Mon mari lâcha le plateau de foie gras en voyant la convocation de divorce. Ma belle-mère cria: «Ne reste pas planté là! Vide immédiatement son compte!»
Le plateau heurta le sol et les tranches de foie gras glissèrent sur le carrelage avec la confiture de figues.
Mon mari, Nicolas, resta figé.
Sa mère, Colette, poussa un cri.
— Un divorce? Claire, tu n’as donc aucune honte?
La convocation venait d’être remise par un huissier. J’avais déposé la demande quelques jours auparavant.
Nicolas froissa le bord de l’enveloppe.
— Tu ne peux pas me chasser de cette maison. J’y vis depuis onze ans.
— Je l’ai achetée avant notre mariage.
— J’ai fait des travaux.
— Tu as posé une tringle et cassé une perceuse.
Colette s’approcha de lui.
— Ne reste pas là! Tu as les codes de sa banque. Transfère tout sur mon compte avant qu’elle ne nous laisse sans rien.
Le mot „nous“ était révélateur.
Colette vivait chez moi depuis six mois. Elle prétendait devoir se remettre d’une chute, mais conduisait chaque matin jusqu’au marché et passait ses après-midi dans les magasins.
Nicolas avait quitté son emploi pour créer une entreprise de vins rares. En réalité, il achetait des bouteilles à crédit et les servait à ses amis.
Le foie gras, lui aussi, avait été payé avec ma carte.
Nicolas sortit son téléphone. Il connaissait mes anciens codes.
Il ouvrit l’application bancaire.
— Le solde est de neuf euros.
— Exact.
— Où est mon argent?
— Mon salaire n’est pas ton argent.
Colette leva les bras.
— Elle a caché les économies du ménage!
— Les fonds communs sont sur un compte séparé et inventoriés. Mon revenu est sur un compte personnel.
Nicolas me fixa.
— Depuis quand prépares-tu ça?
— Depuis que j’ai découvert le crédit souscrit avec mes documents.
Quatre mois auparavant, une banque m’avait appelée pour confirmer une demande de prêt professionnel.

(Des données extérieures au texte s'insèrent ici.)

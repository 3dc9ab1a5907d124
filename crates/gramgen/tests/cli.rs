// End-to-end tests driving the 'gramgen' binary against fake grammar compilers implemented as
// shell scripts, so no real ANTLR installation is needed.
#![cfg(unix)]

use assert_cmd::Command;
use predicates::prelude::*;
use std::fs;
use std::os::unix::fs::PermissionsExt;
use std::path::{Path, PathBuf};

// The runner passes '-Dlanguage=<lang> <grammar> -o <output-dir>', so "$4" is the output
// directory from a fake tool's point of view.
fn write_fake_tool(dir: &Path, name: &str, script: &str) -> PathBuf {
    let path = dir.join(name);
    fs::write(&path, script).unwrap();
    fs::set_permissions(&path, fs::Permissions::from_mode(0o755)).unwrap();
    path
}

fn write_grammar(dir: &Path) {
    fs::write(dir.join("Generic.g4"), "grammar Generic;\n").unwrap();
}

fn gramgen(dir: &Path) -> Command {
    let mut cmd = Command::cargo_bin("gramgen").unwrap();
    cmd.current_dir(dir);
    cmd
}

#[test]
fn populates_output_dir_on_success() {
    let tmp = tempfile::tempdir().unwrap();
    write_grammar(tmp.path());
    let tool = write_fake_tool(
        tmp.path(),
        "fake-antlr4",
        "#!/bin/sh\necho generated > \"$4\"/GenericParser.cpp\nexit 0\n",
    );

    gramgen(tmp.path())
        .arg("--tool")
        .arg(&tool)
        .arg("--fallback-tool")
        .arg("no-such-grammar-compiler")
        .assert()
        .success()
        .stderr(predicate::str::is_empty());

    assert!(tmp.path().join("parser/GenericParser.cpp").exists());
}

#[test]
fn wipes_stale_output_before_regenerating() {
    let tmp = tempfile::tempdir().unwrap();
    write_grammar(tmp.path());
    let tool = write_fake_tool(
        tmp.path(),
        "fake-antlr4",
        "#!/bin/sh\necho generated > \"$4\"/GenericParser.cpp\nexit 0\n",
    );

    let out = tmp.path().join("parser");
    fs::create_dir(&out).unwrap();
    fs::write(out.join("stale.cpp"), "old").unwrap();

    gramgen(tmp.path()).arg("--tool").arg(&tool).assert().success();

    assert!(!out.join("stale.cpp").exists());
    assert!(out.join("GenericParser.cpp").exists());
}

#[test]
fn falls_back_and_reports_the_primary_failure() {
    let tmp = tempfile::tempdir().unwrap();
    write_grammar(tmp.path());
    let broken = write_fake_tool(tmp.path(), "fake-antlr4", "#!/bin/sh\nexit 3\n");
    let working = write_fake_tool(
        tmp.path(),
        "fake-antlr",
        "#!/bin/sh\necho generated > \"$4\"/GenericParser.cpp\nexit 0\n",
    );

    gramgen(tmp.path())
        .arg("--tool")
        .arg(&broken)
        .arg("--fallback-tool")
        .arg(&working)
        .assert()
        .success()
        .stderr(predicate::str::contains("USED FALLBACK TOOL"))
        .stderr(predicate::str::contains("exited with status 3"));

    assert!(tmp.path().join("parser/GenericParser.cpp").exists());
}

#[test]
fn double_failure_exits_nonzero_and_leaves_the_dir_empty() {
    let tmp = tempfile::tempdir().unwrap();
    write_grammar(tmp.path());
    let broken_a = write_fake_tool(tmp.path(), "fake-antlr4", "#!/bin/sh\nexit 1\n");
    let broken_b = write_fake_tool(tmp.path(), "fake-antlr", "#!/bin/sh\nexit 2\n");

    gramgen(tmp.path())
        .arg("--tool")
        .arg(&broken_a)
        .arg("--fallback-tool")
        .arg(&broken_b)
        .assert()
        .failure()
        .code(1)
        .stderr(predicate::str::contains(
            "Every grammar compiler invocation failed",
        ))
        .stderr(predicate::str::contains("exited with status 1"))
        .stderr(predicate::str::contains("exited with status 2"));

    let out = tmp.path().join("parser");
    assert!(out.exists());
    assert_eq!(fs::read_dir(&out).unwrap().count(), 0);
}

#[test]
fn missing_tools_are_reported_with_the_search_log() {
    let tmp = tempfile::tempdir().unwrap();
    write_grammar(tmp.path());

    gramgen(tmp.path())
        .arg("--tool")
        .arg("no-such-grammar-compiler")
        .arg("--fallback-tool")
        .arg("also-no-such-grammar-compiler")
        .assert()
        .failure()
        .code(1)
        .stderr(predicate::str::contains("could not be run"))
        .stderr(predicate::str::contains("no-such-grammar-compiler"));
}

#[test]
fn custom_language_and_grammar_reach_the_tool() {
    let tmp = tempfile::tempdir().unwrap();
    fs::write(tmp.path().join("Tiny.g4"), "grammar Tiny;\n").unwrap();

    // The fake records its argument vector so we can check the invocation shape.
    let tool = write_fake_tool(
        tmp.path(),
        "fake-antlr4",
        "#!/bin/sh\nprintf '%s\\n' \"$@\" > args.txt\nexit 0\n",
    );

    gramgen(tmp.path())
        .arg("Tiny.g4")
        .arg("--language")
        .arg("Java")
        .arg("--output-dir")
        .arg("gen")
        .arg("--tool")
        .arg(&tool)
        .assert()
        .success();

    let args = fs::read_to_string(tmp.path().join("args.txt")).unwrap();
    let args: Vec<&str> = args.lines().collect();
    assert_eq!(args, vec!["-Dlanguage=Java", "Tiny.g4", "-o", "gen"]);
    assert!(tmp.path().join("gen").exists());
}
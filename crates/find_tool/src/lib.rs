mod tool;

pub mod finders;

pub use tool::{display_cmd, EnvVarKind, Strategy, Tool, ToolFinder};
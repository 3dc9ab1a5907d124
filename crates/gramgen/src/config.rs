use crate::progress::ProgressMode;
use std::path::PathBuf;

pub const DEFAULT_GRAMMAR: &str = "Generic.g4";
pub const DEFAULT_OUTPUT_DIR: &str = "parser";
pub const DEFAULT_LANGUAGE: &str = "Cpp";
pub const DEFAULT_TOOL: &str = "antlr4";
pub const DEFAULT_FALLBACK_TOOL: &str = "antlr";

/// Everything a regeneration run depends on. The defaults reproduce the historical hard-coded
/// invocation 'antlr4 -Dlanguage=Cpp Generic.g4 -o parser', with 'antlr' as the fallback.
#[derive(Clone, Debug)]
pub struct RegenConfig {
    pub grammar_path: PathBuf,

    /// Deleted recursively and recreated empty before the grammar compiler runs.
    pub output_dir: PathBuf,

    /// Passed to the grammar compiler as '-Dlanguage=<value>'.
    pub target_language: String,

    pub primary_tool: String,
    pub fallback_tool: String,

    pub progress: ProgressMode,
}

impl Default for RegenConfig {
    fn default() -> Self {
        Self {
            grammar_path: DEFAULT_GRAMMAR.into(),
            output_dir: DEFAULT_OUTPUT_DIR.into(),
            target_language: DEFAULT_LANGUAGE.to_owned(),
            primary_tool: DEFAULT_TOOL.to_owned(),
            fallback_tool: DEFAULT_FALLBACK_TOOL.to_owned(),
            progress: ProgressMode::Hidden,
        }
    }
}
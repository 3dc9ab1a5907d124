use clap::builder::styling;
use clap::{Arg, ArgAction, Command};

use crate::config::{self, RegenConfig};
use crate::progress::ProgressMode;

impl RegenConfig {
    pub fn from_args() -> Self {
        let styles = styling::Styles::styled()
            .header(styling::AnsiColor::Green.on_default() | styling::Effects::BOLD)
            .usage(styling::AnsiColor::Green.on_default() | styling::Effects::BOLD)
            .literal(styling::AnsiColor::Cyan.on_default() | styling::Effects::BOLD)
            .placeholder(styling::AnsiColor::Cyan.on_default());

        let matches = Command::new(std::env!("CARGO_PKG_NAME"))
            .version(std::env!("CARGO_PKG_VERSION"))
            .about(std::env!("CARGO_PKG_DESCRIPTION"))
            .styles(styles)
            .next_line_help(true)
            .arg(
                Arg::new("grammar")
                    .help("Specify the grammar file to regenerate from.")
                    .default_value(config::DEFAULT_GRAMMAR)
                    .index(1),
            )
            .arg(
                Arg::new("output-dir")
                    .short('o')
                    .long("output-dir")
                    .default_value(config::DEFAULT_OUTPUT_DIR)
                    .help(
                        "Place generated parser sources in this directory. Any prior contents \
                        are deleted before the grammar compiler runs.",
                    ),
            )
            .arg(
                Arg::new("language")
                    .short('l')
                    .long("language")
                    .default_value(config::DEFAULT_LANGUAGE)
                    .help("Target language passed to the grammar compiler via '-Dlanguage='."),
            )
            .arg(
                Arg::new("tool")
                    .long("tool")
                    .default_value(config::DEFAULT_TOOL)
                    .help("Invocation name of the grammar compiler to try first."),
            )
            .arg(
                Arg::new("fallback-tool")
                    .long("fallback-tool")
                    .default_value(config::DEFAULT_FALLBACK_TOOL)
                    .help(
                        "Alternate invocation name tried, with identical arguments, if the \
                        primary tool fails.",
                    ),
            )
            .arg(
                Arg::new("progress")
                    .long("progress")
                    .action(ArgAction::SetTrue)
                    .help("Set whether or not to show progress"),
            )
            .get_matches();

        let progress = if matches.get_flag("progress") {
            ProgressMode::Visible
        } else {
            ProgressMode::Hidden
        };

        RegenConfig {
            grammar_path: matches
                .get_one::<String>("grammar")
                .unwrap()
                .to_owned()
                .into(),
            output_dir: matches
                .get_one::<String>("output-dir")
                .unwrap()
                .to_owned()
                .into(),
            target_language: matches.get_one::<String>("language").unwrap().to_owned(),
            primary_tool: matches.get_one::<String>("tool").unwrap().to_owned(),
            fallback_tool: matches
                .get_one::<String>("fallback-tool")
                .unwrap()
                .to_owned(),
            progress,
        }
    }
}
use serde::{Deserialize, Deserializer, Serialize};
use serde_json::ser::PrettyFormatter;
use serde_json::{Map, Value};

/// Image-generation brief produced by the chat model
#[derive(Debug, Clone, PartialEq, Serialize, Deserialize)]
pub struct ImagePrompt {
    pub prompt: String,

    #[serde(default, deserialize_with = "null_as_default")]
    pub negative_prompt: String,

    /// Overwritten from the request orientation after parsing
    #[serde(default, deserialize_with = "null_as_default")]
    pub aspect_ratio: String,

    #[serde(default, deserialize_with = "null_as_default")]
    pub layout_template: String,

    /// Hex colors, most important first
    #[serde(default, deserialize_with = "null_as_default")]
    pub color_palette: Vec<String>,

    #[serde(default, deserialize_with = "null_as_default")]
    pub mood: String,

    /// Keys the model added beyond the schema, kept for the exported file
    #[serde(flatten)]
    pub extra: Map<String, Value>,
}

/// Models sometimes send `null` for fields they have nothing to say about
fn null_as_default<'de, D, T>(deserializer: D) -> Result<T, D::Error>
where
    D: Deserializer<'de>,
    T: Default + Deserialize<'de>,
{
    Ok(Option::<T>::deserialize(deserializer)?.unwrap_or_default())
}

impl ImagePrompt {
    pub fn new(prompt: impl Into<String>) -> Self {
        Self {
            prompt: prompt.into(),
            negative_prompt: String::new(),
            aspect_ratio: String::new(),
            layout_template: String::new(),
            color_palette: Vec::new(),
            mood: String::new(),
            extra: Map::new(),
        }
    }

    /// Serialize with 4-space indentation, the format of the exported prompt file
    pub fn to_pretty_json(&self) -> serde_json::Result<String> {
        let mut buf = Vec::new();
        let formatter = PrettyFormatter::with_indent(b"    ");
        let mut ser = serde_json::Serializer::with_formatter(&mut buf, formatter);
        self.serialize(&mut ser)?;
        // serde_json only ever writes valid UTF-8
        Ok(String::from_utf8_lossy(&buf).into_owned())
    }
}

/// Result of one submission, ready for display
#[derive(Debug, Clone, PartialEq, Serialize, Deserialize)]
pub struct CreativeResponse {
    pub product_name: String,

    /// Summary of the audience analysis
    pub target_audience: String,

    pub concept_rationale: String,

    pub image_prompt: ImagePrompt,

    #[serde(skip_serializing_if = "Option::is_none")]
    pub generated_image_url: Option<String>,
}

#[cfg(test)]
mod tests {
    use super::*;

    fn sample_prompt() -> ImagePrompt {
        ImagePrompt {
            prompt: "Golden pudding cup under warm rim light".to_string(),
            negative_prompt: "blurry, watermark".to_string(),
            aspect_ratio: "16:9".to_string(),
            layout_template: "Full Image".to_string(),
            color_palette: vec!["#F5C542".to_string(), "#3B2414".to_string()],
            mood: "Luxury".to_string(),
            extra: Map::new(),
        }
    }

    #[test]
    fn pretty_json_uses_four_space_indent() {
        let json = sample_prompt().to_pretty_json().unwrap();
        assert!(json.starts_with("{\n    \"prompt\": "));
        assert!(json.contains("\n        \"#F5C542\""));
    }

    #[test]
    fn exported_prompt_parses_back_to_the_same_value() {
        let mut prompt = sample_prompt();
        prompt
            .extra
            .insert("lighting".to_string(), Value::String("rim light".to_string()));

        let json = prompt.to_pretty_json().unwrap();
        let parsed: ImagePrompt = serde_json::from_str(&json).unwrap();
        assert_eq!(parsed, prompt);
    }

    #[test]
    fn null_optional_fields_default_to_empty() {
        let parsed: ImagePrompt = serde_json::from_str(
            r#"{"prompt": "a cup", "negative_prompt": null, "color_palette": null, "mood": null}"#,
        )
        .unwrap();
        assert_eq!(parsed.negative_prompt, "");
        assert!(parsed.color_palette.is_empty());
        assert_eq!(parsed.mood, "");
        assert!(parsed.extra.is_empty());
    }

    #[test]
    fn missing_optional_fields_default_to_empty() {
        let parsed: ImagePrompt = serde_json::from_str(r#"{"prompt": "a cup"}"#).unwrap();
        assert_eq!(parsed.prompt, "a cup");
        assert!(parsed.color_palette.is_empty());
        assert!(parsed.extra.is_empty());
    }
}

Je n’avais rien demandé.
Nicolas avait utilisé une copie de ma pièce d’identité et mon ancien accès numérique pour garantir cinquante mille euros.
Il voulait ouvrir une boutique avec un ami.
Lorsque je l’avais confronté, il avait répondu:
— Si tu croyais en moi, tu ne poserais pas de questions.
J’avais alors consulté une avocate, Juliette.
Elle m’aida à révoquer les procurations, modifier les codes et rassembler les preuves.
Nous découvrîmes que Nicolas transférait régulièrement de l’argent à Colette. Elle finançait ainsi la rénovation d’une maison de campagne qu’elle disait avoir vendue.
En vérité, elle la louait pendant qu’elle vivait gratuitement chez moi.
Sur notre tablette familiale, leurs messages étaient synchronisés.
„Quand les papiers arriveront, prends tout ce que tu peux.“
„Demande une part de la maison. Tu diras que tu l’as améliorée.“
„Claire ne vérifiera rien. Elle a toujours peur du conflit.“
J’imprimai les messages.
Ils étaient maintenant dans un dossier posé sur la table.
Nicolas les parcourut.
— Tu m’as espionné.
— Tu as utilisé mon identité pour obtenir un prêt.
Colette ordonna d’appeler la police.
— Faites-le, — répondis-je. — Ma plainte concernant le crédit est déjà enregistrée.
Nicolas s’assit.
Il ne regardait plus la convocation, mais le dossier.
Lors de la procédure, il demanda une compensation financière en affirmant qu’il avait renoncé à sa carrière pour notre foyer.
Les documents montrèrent qu’il avait quitté volontairement son emploi pour un projet personnel et qu’il recevait des revenus non déclarés grâce à la revente de bouteilles.
Le prêt et ses achats de luxe ne furent pas considérés comme des dépenses nécessaires du ménage.
Il n’obtint aucun droit sur ma maison.
Colette retourna dans son logement, après avoir annulé les réservations de ses locataires saisonniers.
Nicolas loua un studio.
Le jour où il vint chercher ses affaires, il dit:
— Tu n’avais pas besoin de déplacer tout l’argent.
— Ton premier réflexe a été d’essayer de le transférer à ta mère.
— J’étais paniqué.
— La panique révèle parfois ce que les gens prévoyaient déjà.
Après leur départ, je nettoyai le sol. La graisse avait pénétré entre les carreaux.
Je dus frotter longtemps.
Cela ressemblait à notre mariage.
Pendant des années, j’avais nettoyé les conséquences de décisions que je n’avais pas prises.
Cette fois, après avoir nettoyé, je fermai simplement la porte.